Banks Slam Global Panel's Fair-Value Accounting Plans

Banking industry representatives and officials on an International Accounting Standards Committee working group butted heads Wednesday at a London meeting on fair-value accounting.

Neither side gave ground on the issue, which has heated up in recent months.

"Fair-value accounting would actually mislead the users of our financial statements," said Donna A. Fisher, director of taxes and accounting at the American Bankers Association. Joining the ABA were bank trade group representatives from Australia, Canada, the European Union, and Japan.

Under fair-value accounting, an asset or liability is valued on the basis of an estimate of what investors would pay for it on the open market. Under a cost-based value system, by contrast, the evaluation is made on the basis of original cost.

The Financial Accounting Standards Board already requires U.S. firms to use fair-value accounting for some financial instruments.

In an Aug. 31 paper, a working group of the International Accounting Standards Committee concluded that fair-value estimates of assets and liabilities would help investors understand a bank's financial position, performance, and risk. The committee plans to issue an "exposure draft," or proposal, toward the end of next year.

The five bank trade groups, however, said it makes no sense to use fair-value accounting with an asset that a bank plans to hold or for which there is no market.
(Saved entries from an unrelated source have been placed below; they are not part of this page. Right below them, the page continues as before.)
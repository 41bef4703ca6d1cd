//! HTTP Adapter Ports
//!
//! Contracts for the router and server adapters selected by the HTTP kernel.
//! Adapters are registered as services tagged `router` / `server`; the kernel picks
//! the first one matching the configured type.

use crate::error::Result;
use crate::value_objects::{Instance, ResolvedRoute};
use serde_json::Value;

/// A routing backend, e.g. an express-style router
pub trait RouterAdapter: Send + Sync {
    /// Adapter name used in logs
    fn name(&self) -> &str;

    /// Whether this adapter serves the configured router type
    fn matches(&self, router_type: &str) -> bool;

    /// Prepare the adapter before routes are added
    fn register(&self) -> Result<()> {
        Ok(())
    }

    /// Add one route handled by `controller`
    fn register_route(&self, route: &ResolvedRoute, controller: Instance) -> Result<()>;
}

/// A deployment target that runs a router
pub trait ServerAdapter: Send + Sync {
    /// Adapter name used in logs
    fn name(&self) -> &str;

    /// Whether this adapter serves the configured server type
    fn supports(&self, server_type: &str) -> bool;

    /// Start serving the routes of `router`
    fn boot(&self, router: &dyn RouterAdapter, options: &Value) -> Result<()>;
}
//! Application Ports
//!
//! Registration points that the infrastructure layer resolves configuration against.

pub mod registry;
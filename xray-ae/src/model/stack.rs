use crate::common::*;

/// Per-layer hyper-parameters of one convolution stack.
///
/// The i-th entries of the four lists describe the i-th layer.
#[derive(Debug, Clone, PartialEq, Eq, Hash, Serialize, Deserialize)]
pub struct LayerStack {
    pub in_channels: Vec<usize>,
    pub out_channels: Vec<usize>,
    pub kernel_sizes: Vec<usize>,
    pub strides: Vec<usize>,
}

/// The hyper-parameters of a single layer in a [LayerStack].
#[derive(Debug, Clone, Copy, PartialEq, Eq, Hash)]
pub struct LayerParams {
    pub in_c: usize,
    pub out_c: usize,
    pub k: usize,
    pub s: usize,
}

impl LayerStack {
    pub fn new(
        in_channels: impl Into<Vec<usize>>,
        out_channels: impl Into<Vec<usize>>,
        kernel_sizes: impl Into<Vec<usize>>,
        strides: impl Into<Vec<usize>>,
    ) -> Self {
        Self {
            in_channels: in_channels.into(),
            out_channels: out_channels.into(),
            kernel_sizes: kernel_sizes.into(),
            strides: strides.into(),
        }
    }

    pub fn len(&self) -> usize {
        self.in_channels.len()
    }

    pub fn is_empty(&self) -> bool {
        self.in_channels.is_empty()
    }

    pub fn first_in_channels(&self) -> Option<usize> {
        self.in_channels.first().copied()
    }

    pub fn last_out_channels(&self) -> Option<usize> {
        self.out_channels.last().copied()
    }

    /// Checks that the lists have equal lengths and the channels chain up.
    pub fn validate(&self, name: &str) -> Result<()> {
        let Self {
            in_channels,
            out_channels,
            kernel_sizes,
            strides,
        } = self;

        ensure!(!in_channels.is_empty(), "the {} stack has no layers", name);
        ensure!(
            in_channels.len() == out_channels.len()
                && in_channels.len() == kernel_sizes.len()
                && in_channels.len() == strides.len(),
            "the {} stack has lists of unequal lengths: in_channels {}, out_channels {}, kernel_sizes {}, strides {}",
            name,
            in_channels.len(),
            out_channels.len(),
            kernel_sizes.len(),
            strides.len()
        );
        ensure!(
            in_channels.iter().chain(out_channels).all(|&c| c > 0),
            "the {} stack has zero channels",
            name
        );
        ensure!(
            kernel_sizes.iter().chain(strides).all(|&v| v > 0),
            "the {} stack has zero kernel size or stride",
            name
        );

        for (index, (&out_c, &next_in_c)) in out_channels.iter().zip(&in_channels[1..]).enumerate() {
            ensure!(
                out_c == next_in_c,
                "the {} stack layer {} outputs {} channels, but layer {} expects {}",
                name,
                index,
                out_c,
                index + 1,
                next_in_c
            );
        }

        Ok(())
    }

    pub fn layers(&self) -> impl Iterator<Item = LayerParams> + '_ {
        izip!(
            &self.in_channels,
            &self.out_channels,
            &self.kernel_sizes,
            &self.strides
        )
        .map(|(&in_c, &out_c, &k, &s)| LayerParams { in_c, out_c, k, s })
    }
}
use crate::common::*;

/// Counts events and reports the rate once per interval.
#[derive(Debug)]
pub struct RateCounter {
    count: f64,
    instant: Instant,
    interval: Duration,
}

impl RateCounter {
    pub fn new(interval: Duration) -> Self {
        Self {
            count: 0.0,
            instant: Instant::now(),
            interval,
        }
    }

    pub fn with_second_interval() -> Self {
        Self::new(Duration::from_secs(1))
    }

    pub fn add(&mut self, addition: f64) {
        self.count += addition;
    }

    pub fn rate(&mut self) -> Option<f64> {
        let elapsed = self.instant.elapsed();
        if elapsed >= self.interval {
            let rate = self.count / elapsed.as_secs_f64();
            self.count = 0.0;
            self.instant = Instant::now();
            Some(rate)
        } else {
            None
        }
    }
}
Last week the international group of bank trade associations blasted the Aug. 31 report, calling it poorly reasoned and dismissive of opposing views. "We are disappointed at the consistent lack of evenhandedness displayed within the paper," the groups wrote.

Banks and some bank regulators also said they were not convinced that investors and other readers of banks' financial statements prefer fair-value accounting, as the working group claimed.

"The implementation issues need to be satisfactorily resolved," said Robert F. Storch, the chief accountant in the Federal Deposit Insurance Corp.'s supervision division, "and we need to be convinced that users do believe fair value is more relevant than the current model."